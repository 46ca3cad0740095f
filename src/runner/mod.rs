//! Load test orchestration
//!
//! The runner coordinates a whole load test:
//! - one controller task per scenario, each waiting for its start offset
//! - virtual-user spawning according to the scenario's executor
//! - sample collection through an mpsc channel
//! - threshold evaluation once every scenario has finished

mod scenario;
mod schedule;
mod vu;

pub use scenario::{ScenarioStats, RAMP_TICK};
pub use schedule::RampSchedule;

use crate::metrics::{AggregatedMetrics, MetricsCollector, Sample};
use crate::options::LoadOptions;
use crate::target::Target;
use crate::thresholds::{evaluate_thresholds, ThresholdReport};
use anyhow::{Context, Result};
use futures::future::join_all;
use indicatif::{MultiProgress, ProgressBar, ProgressDrawTarget, ProgressStyle};
use scenario::ScenarioRun;
use std::collections::BTreeMap;
use std::sync::Arc;
use std::time::Duration;
use tokio::sync::{broadcast, mpsc};
use tokio::time::Instant;

/// Capacity of the VU -> collector channel
const SAMPLE_BUFFER: usize = 4096;

const PROGRESS_TEMPLATE: &str =
    "{spinner:.green} {prefix:<20} [{elapsed_precise}] {pos:>8} iterations  {msg}";

/// Handle for stopping a run from outside, e.g. on Ctrl+C
#[derive(Debug, Clone)]
pub struct ShutdownHandle(broadcast::Sender<()>);

impl ShutdownHandle {
    /// Stop every scenario: no new VUs, running VUs retire gracefully
    pub fn shutdown(&self) {
        let _ = self.0.send(());
    }
}

/// Everything a finished run produced
#[derive(Debug, Clone)]
pub struct RunOutcome {
    pub collector: MetricsCollector,
    pub metrics: AggregatedMetrics,
    pub thresholds: ThresholdReport,
    pub scenarios: BTreeMap<String, ScenarioStats>,
}

impl RunOutcome {
    /// True when all thresholds held
    pub fn passed(&self) -> bool {
        self.thresholds.passed()
    }

    /// True when a shutdown signal cut any scenario short
    pub fn cancelled(&self) -> bool {
        self.scenarios.values().any(|s| s.cancelled)
    }
}

/// Runs every scenario of a [`LoadOptions`] against a target
pub struct LoadRunner<T: Target> {
    options: Arc<LoadOptions>,
    target: Arc<T>,
    shutdown_tx: broadcast::Sender<()>,
    show_progress: bool,
}

impl<T: Target + 'static> LoadRunner<T> {
    /// Create a new load runner
    pub fn new(options: LoadOptions, target: T) -> Self {
        let (shutdown_tx, _) = broadcast::channel(1);
        Self {
            options: Arc::new(options),
            target: Arc::new(target),
            shutdown_tx,
            show_progress: false,
        }
    }

    /// Draw one progress spinner per scenario on stderr
    pub fn with_progress(mut self, show: bool) -> Self {
        self.show_progress = show;
        self
    }

    pub fn options(&self) -> &LoadOptions {
        &self.options
    }

    /// Get a handle that can stop the run
    pub fn shutdown_handle(&self) -> ShutdownHandle {
        ShutdownHandle(self.shutdown_tx.clone())
    }

    /// Run the load test
    ///
    /// Returns once every scenario has ended and its VUs have exited or been
    /// aborted after their graceful-stop window.
    pub async fn run(&self) -> Result<RunOutcome> {
        self.options
            .validate()
            .context("Invalid load test options")?;
        let thresholds = self.options.thresholds()?;

        let (samples_tx, mut samples_rx) = mpsc::channel::<Sample>(SAMPLE_BUFFER);
        let collector_task = tokio::spawn(async move {
            let mut collector = MetricsCollector::new();
            while let Some(sample) = samples_rx.recv().await {
                collector.record(sample);
            }
            collector
        });

        let multi = if self.show_progress {
            MultiProgress::with_draw_target(ProgressDrawTarget::stderr())
        } else {
            MultiProgress::with_draw_target(ProgressDrawTarget::hidden())
        };

        let target: Arc<dyn Target> = self.target.clone();
        let test_start = Instant::now();

        tracing::info!(
            scenarios = self.options.scenarios.len(),
            base_url = %self.options.base_url,
            planned_secs = self.options.scenarios.total_duration().as_secs_f64(),
            "Starting load test"
        );

        let mut handles = Vec::with_capacity(self.options.scenarios.len());
        for (name, spec) in self.options.scenarios.by_start_time() {
            let progress = multi.add(self.progress_bar(name));
            let run = ScenarioRun::new(
                name,
                spec.clone(),
                target.clone(),
                samples_tx.clone(),
                self.shutdown_tx.subscribe(),
                progress,
            );
            handles.push((name.clone(), tokio::spawn(run.run(test_start))));
        }

        // Only VUs and controllers hold senders now, so the collector ends with them
        drop(samples_tx);

        let (names, tasks): (Vec<String>, Vec<_>) = handles.into_iter().unzip();
        let mut scenarios = BTreeMap::new();
        for (name, joined) in names.into_iter().zip(join_all(tasks).await) {
            match joined {
                Ok(stats) => {
                    scenarios.insert(name, stats);
                }
                Err(e) => {
                    tracing::error!(scenario = %name, error = %e, "Scenario task failed");
                }
            }
        }

        let mut collector = collector_task
            .await
            .context("Metrics collector task failed")?;
        collector.set_elapsed(test_start.elapsed());

        let metrics = collector.aggregate();
        let report = evaluate_thresholds(&thresholds, &collector);

        tracing::info!(
            requests = metrics.http_reqs,
            iterations = metrics.iterations,
            elapsed_secs = metrics.elapsed_secs,
            thresholds_passed = report.passed(),
            "Load test finished"
        );

        Ok(RunOutcome {
            collector,
            metrics,
            thresholds: report,
            scenarios,
        })
    }

    fn progress_bar(&self, name: &str) -> ProgressBar {
        let style = ProgressStyle::with_template(PROGRESS_TEMPLATE)
            .unwrap_or_else(|_| ProgressStyle::default_spinner());
        let pb = ProgressBar::new_spinner()
            .with_style(style)
            .with_prefix(name.to_string());
        if self.show_progress {
            pb.enable_steady_tick(Duration::from_millis(120));
        }
        pb
    }
}

#[cfg(test)]
mod tests;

┄┄┄┄┄┄┄┄┄┄

*Exercise description:* Output all entries again exactly; no line may be altered.

*Final answer:*
repository 46ca3cad0740095f
filename src/runner/mod.rs
//! Load test orchestration
//!
//! The runner coordinates a whole load test:
//! - one controller task per scenario, each waiting for its start offset
//! - virtual-user spawning according to the scenario's executor
//! - sample collection through an mpsc channel
//! - threshold evaluation once every scenario has finished

mod scenario;
mod schedule;
mod vu;

pub use scenario::{ScenarioStats, RAMP_TICK};
pub use schedule::RampSchedule;

use crate::metrics::{AggregatedMetrics, MetricsCollector, Sample};
use crate::options::LoadOptions;
use crate::target::Target;
use crate::thresholds::{evaluate_thresholds, ThresholdReport};
use anyhow::{Context, Result};
use futures::future::join_all;
use indicatif::{MultiProgress, ProgressBar, ProgressDrawTarget, ProgressStyle};
use scenario::ScenarioRun;
use std::collections::BTreeMap;
use std::sync::Arc;
use std::time::Duration;
use tokio::sync::{broadcast, mpsc};
use tokio::time::Instant;

/// Capacity of the VU -> collector channel
const SAMPLE_BUFFER: usize = 4096;

const PROGRESS_TEMPLATE: &str =
    "{spinner:.green} {prefix:<20} [{elapsed_precise}] {pos:>8} iterations  {msg}";

/// Handle for stopping a run from outside, e.g. on Ctrl+C
#[derive(Debug, Clone)]
pub struct ShutdownHandle(broadcast::Sender<()>);

impl ShutdownHandle {
    /// Stop every scenario: no new VUs, running VUs retire gracefully
    pub fn shutdown(&self) {
        let _ = self.0.send(());
    }
}

/// Everything a finished run produced
#[derive(Debug, Clone)]
pub struct RunOutcome {
    pub collector: MetricsCollector,
    pub metrics: AggregatedMetrics,
    pub thresholds: ThresholdReport,
    pub scenarios: BTreeMap<String, ScenarioStats>,
}

impl RunOutcome {
    /// True when all thresholds held
    pub fn passed(&self) -> bool {
        self.thresholds.passed()
    }

    /// True when a shutdown signal cut any scenario short
    pub fn cancelled(&self) -> bool {
        self.scenarios.values().any(|s| s.cancelled)
    }
}

/// Runs every scenario of a [`LoadOptions`] against a target
pub struct LoadRunner<T: Target> {
    options: Arc<LoadOptions>,
    target: Arc<T>,
    shutdown_tx: broadcast::Sender<()>,
    show_progress: bool,
}

impl<T: Target + 'static> LoadRunner<T> {
    /// Create a new load runner
    pub fn new(options: LoadOptions, target: T) -> Self {
        let (shutdown_tx, _) = broadcast::channel(1);
        Self {
            options: Arc::new(options),
            target: Arc::new(target),
            shutdown_tx,
            show_progress: false,
        }
    }

    /// Draw one progress spinner per scenario on stderr
    pub fn with_progress(mut self, show: bool) -> Self {
        self.show_progress = show;
        self
    }

    pub fn options(&self) -> &LoadOptions {
        &self.options
    }

    /// Get a handle that can stop the run
    pub fn shutdown_handle(&self) -> ShutdownHandle {
        ShutdownHandle(self.shutdown_tx.clone())
    }

    /// Run the load test
    ///
    /// Returns once every scenario has ended and its VUs have exited or been
    /// aborted after their graceful-stop window.
    pub async fn run(&self) -> Result<RunOutcome> {
        self.options
            .validate()
            .context("Invalid load test options")?;
        let thresholds = self.options.thresholds()?;

        let (samples_tx, mut samples_rx) = mpsc::channel::<Sample>(SAMPLE_BUFFER);
        let collector_task = tokio::spawn(async move {
            let mut collector = MetricsCollector::new();
            while let Some(sample) = samples_rx.recv().await {
                collector.record(sample);
            }
            collector
        });

        let multi = if self.show_progress {
            MultiProgress::with_draw_target(ProgressDrawTarget::stderr())
        } else {
            MultiProgress::with_draw_target(ProgressDrawTarget::hidden())
        };

        let target: Arc<dyn Target> = self.target.clone();
        let test_start = Instant::now();

        tracing::info!(
            scenarios = self.options.scenarios.len(),
            base_url = %self.options.base_url,
            planned_secs = self.options.scenarios.total_duration().as_secs_f64(),
            "Starting load test"
        );

        let mut handles = Vec::with_capacity(self.options.scenarios.len());
        for (name, spec) in self.options.scenarios.by_start_time() {
            let progress = multi.add(self.progress_bar(name));
            let run = ScenarioRun::new(
                name,
                spec.clone(),
                target.clone(),
                samples_tx.clone(),
                self.shutdown_tx.subscribe(),
                progress,
            );
            handles.push((name.clone(), tokio::spawn(run.run(test_start))));
        }

        // Only VUs and controllers hold senders now, so the collector ends with them
        drop(samples_tx);

        let (names, tasks): (Vec<String>, Vec<_>) = handles.into_iter().unzip();
        let mut scenarios = BTreeMap::new();
        for (name, joined) in names.into_iter().zip(join_all(tasks).await) {
            match joined {
                Ok(stats) => {
                    scenarios.insert(name, stats);
                }
                Err(e) => {
                    tracing::error!(scenario = %name, error = %e, "Scenario task failed");
                }
            }
        }

        let mut collector = collector_task
            .await
            .context("Metrics collector task failed")?;
        collector.set_elapsed(test_start.elapsed());

        let metrics = collector.aggregate();
        let report = evaluate_thresholds(&thresholds, &collector);

        tracing::info!(
            requests = metrics.http_reqs,
            iterations = metrics.iterations,
            elapsed_secs = metrics.elapsed_secs,
            thresholds_passed = report.passed(),
            "Load test finished"
        );

        Ok(RunOutcome {
            collector,
            metrics,
            thresholds: report,
            scenarios,
        })
    }

    fn progress_bar(&self, name: &str) -> ProgressBar {
        let style = ProgressStyle::with_template(PROGRESS_TEMPLATE)
            .unwrap_or_else(|_| ProgressStyle::default_spinner());
        let pb = ProgressBar::new_spinner()
            .with_style(style)
            .with_prefix(name.to_string());
        if self.show_progress {
            pb.enable_steady_tick(Duration::from_millis(120));
        }
        pb
    }
}

#[cfg(test)]
mod tests;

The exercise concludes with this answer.